Reproduce every line that appears below, precisely and completely.
***
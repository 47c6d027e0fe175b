use axum::{routing::get, Json, Router};
use serde_json::json;
use std::net::SocketAddr;
use tower_http::{cors::CorsLayer, trace::TraceLayer};

use crate::state::AppState;
use crate::{auth, offers, products, retailers};

pub fn build_app(state: AppState) -> Router {
    let api = Router::new()
        .nest("/auth", auth::router())
        .nest("/products", products::router())
        .nest("/offers", offers::router())
        .nest("/retailers", retailers::router())
        .route(
            "/",
            get(|| async {
                Json(json!({
                    "success": true,
                    "message": "OfferZone API is running",
                }))
            }),
        );

    Router::new()
        .nest(
            "/api/v1",
            Router::new()
                .nest("/offerzone", api)
                .route("/health", get(|| async { "ok" })),
        )
        .with_state(state)
        .layer(CorsLayer::permissive())
        .layer(
            TraceLayer::new_for_http()
                .make_span_with(|req: &axum::http::Request<_>| {
                    let method = req.method().clone();
                    let uri = req.uri().clone();
                    tracing::info_span!("http_request", %method, uri = %uri)
                })
                .on_response(
                    |res: &axum::http::Response<_>,
                     _latency: std::time::Duration,
                     span: &tracing::Span| {
                        let status = res.status();
                        span.record("status", tracing::field::display(status));
                        if status.is_server_error() {
                            tracing::error!(%status, "response");
                        } else {
                            tracing::info!(%status, "response");
                        }
                    },
                ),
        )
}

pub async fn serve(app: Router) -> anyhow::Result<()> {
    let addr: SocketAddr = format!(
        "{}:{}",
        std::env::var("APP_HOST").unwrap_or_else(|_| "0.0.0.0".into()),
        std::env::var("APP_PORT").unwrap_or_else(|_| "8080".into())
    )
    .parse()?;

    tracing::info!("listening on {}", addr);
    let listener = tokio::net::TcpListener::bind(addr).await?;
    axum::serve(listener, app).await?;
    Ok(())
}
***
Written solution ->
repository 47c6d027e0fe175b
use axum::{routing::get, Json, Router};
use serde_json::json;
use std::net::SocketAddr;
use tower_http::{cors::CorsLayer, trace::TraceLayer};

use crate::state::AppState;
use crate::{auth, offers, products, retailers};

pub fn build_app(state: AppState) -> Router {
    let api = Router::new()
        .nest("/auth", auth::router())
        .nest("/products", products::router())
        .nest("/offers", offers::router())
        .nest("/retailers", retailers::router())
        .route(
            "/",
            get(|| async {
                Json(json!({
                    "success": true,
                    "message": "OfferZone API is running",
                }))
            }),
        );

    Router::new()
        .nest(
            "/api/v1",
            Router::new()
                .nest("/offerzone", api)
                .route("/health", get(|| async { "ok" })),
        )
        .with_state(state)
        .layer(CorsLayer::permissive())
        .layer(
            TraceLayer::new_for_http()
                .make_span_with(|req: &axum::http::Request<_>| {
                    let method = req.method().clone();
                    let uri = req.uri().clone();
                    tracing::info_span!("http_request", %method, uri = %uri)
                })
                .on_response(
                    |res: &axum::http::Response<_>,
                     _latency: std::time::Duration,
                     span: &tracing::Span| {
                        let status = res.status();
                        span.record("status", tracing::field::display(status));
                        if status.is_server_error() {
                            tracing::error!(%status, "response");
                        } else {
                            tracing::info!(%status, "response");
                        }
                    },
                ),
        )
}

pub async fn serve(app: Router) -> anyhow::Result<()> {
    let addr: SocketAddr = format!(
        "{}:{}",
        std::env::var("APP_HOST").unwrap_or_else(|_| "0.0.0.0".into()),
        std::env::var("APP_PORT").unwrap_or_else(|_| "8080".into())
    )
    .parse()?;

    tracing::info!("listening on {}", addr);
    let listener = tokio::net::TcpListener::bind(addr).await?;
    axum::serve(listener, app).await?;
    Ok(())
}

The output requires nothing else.